* **WORK TO COMPLETE**: Please output the whole listing below exactly as it is.

* **DATA TO PROCESS**:
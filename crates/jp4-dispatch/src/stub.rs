//! A stand-in agent that serves `jp4cli.CmdHandler` without a dataplane.
//!
//! By default it answers every command with `Output for <command>`. Tests can
//! queue fixed replies or error statuses, and inspect what was received.

use std::collections::VecDeque;
use std::sync::{Arc, Mutex, MutexGuard, PoisonError};

use jp4_protocol::{CmdHandler, CmdHandlerServer, CmdReply, CmdRequest};
use log::info;
use tokio::net::TcpListener;
use tokio_stream::wrappers::TcpListenerStream;
use tonic::transport::Server;
use tonic::{Code, Request, Response, Status};

/// How the stub answers one command.
#[derive(Debug, Clone, PartialEq, Eq)]
pub enum StubReply {
    Echo,
    Text(String),
    Status { code: Code, message: String },
}

#[derive(Debug, Default)]
pub struct StubAgent {
    script: Mutex<VecDeque<StubReply>>,
    received: Mutex<Vec<String>>,
}

impl StubAgent {
    pub fn new() -> Self {
        Self::default()
    }

    pub fn with_replies(replies: Vec<StubReply>) -> Self {
        Self {
            script: Mutex::new(replies.into()),
            received: Mutex::new(Vec::new()),
        }
    }

    /// Queue a reply for a future command.
    pub fn push_reply(&self, reply: StubReply) {
        lock(&self.script).push_back(reply);
    }

    /// Commands received so far, oldest first.
    pub fn received(&self) -> Vec<String> {
        lock(&self.received).clone()
    }

    fn reply_for(&self, cmdstr: &str) -> Result<String, Status> {
        lock(&self.received).push(cmdstr.to_string());
        let reply = lock(&self.script).pop_front().unwrap_or(StubReply::Echo);
        match reply {
            StubReply::Echo => Ok(format!("Output for {cmdstr}")),
            StubReply::Text(text) => Ok(text),
            StubReply::Status { code, message } => Err(Status::new(code, message)),
        }
    }
}

fn lock<T>(mutex: &Mutex<T>) -> MutexGuard<'_, T> {
    mutex.lock().unwrap_or_else(PoisonError::into_inner)
}

#[tonic::async_trait]
impl CmdHandler for StubAgent {
    async fn send_cmd(&self, request: Request<CmdRequest>) -> Result<Response<CmdReply>, Status> {
        let cmdstr = request.into_inner().cmdstr;
        info!("Received cmd: {cmdstr}");
        self.reply_for(&cmdstr).map(|text| Response::new(CmdReply::new(text)))
    }
}

/// Serve the stub on an already-bound listener until the task is dropped.
pub async fn serve(listener: TcpListener, agent: Arc<StubAgent>) -> Result<(), tonic::transport::Error> {
    Server::builder()
        .add_service(CmdHandlerServer::from_arc(agent))
        .serve_with_incoming(TcpListenerStream::new(listener))
        .await
}

#[cfg(test)]
mod tests {
    use super::*;

    async fn call(agent: &StubAgent, cmd: &str) -> Result<String, Status> {
        agent
            .send_cmd(Request::new(CmdRequest::new(cmd)))
            .await
            .map(|r| r.into_inner().cmdout)
    }

    #[tokio::test]
    async fn echoes_by_default() {
        let agent = StubAgent::new();
        assert_eq!(call(&agent, "add-receive 3 ctx").await.unwrap(), "Output for add-receive 3 ctx");
    }

    #[tokio::test]
    async fn scripted_replies_then_echo() {
        let agent = StubAgent::with_replies(vec![
            StubReply::Text("Route added".to_string()),
            StubReply::Status {
                code: Code::Internal,
                message: "no such table".to_string(),
            },
        ]);

        assert_eq!(call(&agent, "add-route a b c").await.unwrap(), "Route added");
        let status = call(&agent, "add-table-entry t 10.0.0.0 8").await.unwrap_err();
        assert_eq!(status.code(), Code::Internal);
        assert_eq!(status.message(), "no such table");
        assert_eq!(call(&agent, "show-afi-objects").await.unwrap(), "Output for show-afi-objects");
    }

    #[tokio::test]
    async fn records_received_commands() {
        let agent = StubAgent::new();
        call(&agent, "one").await.unwrap();
        agent.push_reply(StubReply::Text("x".to_string()));
        call(&agent, "two").await.unwrap();
        assert_eq!(agent.received(), vec!["one".to_string(), "two".to_string()]);
    }
}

* **REPLY TO THE EXERCISE**:
filename crates/jp4-dispatch/src/stub.rs
//! A stand-in agent that serves `jp4cli.CmdHandler` without a dataplane.
//!
//! By default it answers every command with `Output for <command>`. Tests can
//! queue fixed replies or error statuses, and inspect what was received.

use std::collections::VecDeque;
use std::sync::{Arc, Mutex, MutexGuard, PoisonError};

use jp4_protocol::{CmdHandler, CmdHandlerServer, CmdReply, CmdRequest};
use log::info;
use tokio::net::TcpListener;
use tokio_stream::wrappers::TcpListenerStream;
use tonic::transport::Server;
use tonic::{Code, Request, Response, Status};

/// How the stub answers one command.
#[derive(Debug, Clone, PartialEq, Eq)]
pub enum StubReply {
    Echo,
    Text(String),
    Status { code: Code, message: String },
}

#[derive(Debug, Default)]
pub struct StubAgent {
    script: Mutex<VecDeque<StubReply>>,
    received: Mutex<Vec<String>>,
}

impl StubAgent {
    pub fn new() -> Self {
        Self::default()
    }

    pub fn with_replies(replies: Vec<StubReply>) -> Self {
        Self {
            script: Mutex::new(replies.into()),
            received: Mutex::new(Vec::new()),
        }
    }

    /// Queue a reply for a future command.
    pub fn push_reply(&self, reply: StubReply) {
        lock(&self.script).push_back(reply);
    }

    /// Commands received so far, oldest first.
    pub fn received(&self) -> Vec<String> {
        lock(&self.received).clone()
    }

    fn reply_for(&self, cmdstr: &str) -> Result<String, Status> {
        lock(&self.received).push(cmdstr.to_string());
        let reply = lock(&self.script).pop_front().unwrap_or(StubReply::Echo);
        match reply {
            StubReply::Echo => Ok(format!("Output for {cmdstr}")),
            StubReply::Text(text) => Ok(text),
            StubReply::Status { code, message } => Err(Status::new(code, message)),
        }
    }
}

fn lock<T>(mutex: &Mutex<T>) -> MutexGuard<'_, T> {
    mutex.lock().unwrap_or_else(PoisonError::into_inner)
}

#[tonic::async_trait]
impl CmdHandler for StubAgent {
    async fn send_cmd(&self, request: Request<CmdRequest>) -> Result<Response<CmdReply>, Status> {
        let cmdstr = request.into_inner().cmdstr;
        info!("Received cmd: {cmdstr}");
        self.reply_for(&cmdstr).map(|text| Response::new(CmdReply::new(text)))
    }
}

/// Serve the stub on an already-bound listener until the task is dropped.
pub async fn serve(listener: TcpListener, agent: Arc<StubAgent>) -> Result<(), tonic::transport::Error> {
    Server::builder()
        .add_service(CmdHandlerServer::from_arc(agent))
        .serve_with_incoming(TcpListenerStream::new(listener))
        .await
}

#[cfg(test)]
mod tests {
    use super::*;

    async fn call(agent: &StubAgent, cmd: &str) -> Result<String, Status> {
        agent
            .send_cmd(Request::new(CmdRequest::new(cmd)))
            .await
            .map(|r| r.into_inner().cmdout)
    }

    #[tokio::test]
    async fn echoes_by_default() {
        let agent = StubAgent::new();
        assert_eq!(call(&agent, "add-receive 3 ctx").await.unwrap(), "Output for add-receive 3 ctx");
    }

    #[tokio::test]
    async fn scripted_replies_then_echo() {
        let agent = StubAgent::with_replies(vec![
            StubReply::Text("Route added".to_string()),
            StubReply::Status {
                code: Code::Internal,
                message: "no such table".to_string(),
            },
        ]);

        assert_eq!(call(&agent, "add-route a b c").await.unwrap(), "Route added");
        let status = call(&agent, "add-table-entry t 10.0.0.0 8").await.unwrap_err();
        assert_eq!(status.code(), Code::Internal);
        assert_eq!(status.message(), "no such table");
        assert_eq!(call(&agent, "show-afi-objects").await.unwrap(), "Output for show-afi-objects");
    }

    #[tokio::test]
    async fn records_received_commands() {
        let agent = StubAgent::new();
        call(&agent, "one").await.unwrap();
        agent.push_reply(StubReply::Text("x".to_string()));
        call(&agent, "two").await.unwrap();
        assert_eq!(agent.received(), vec!["one".to_string(), "two".to_string()]);
    }
}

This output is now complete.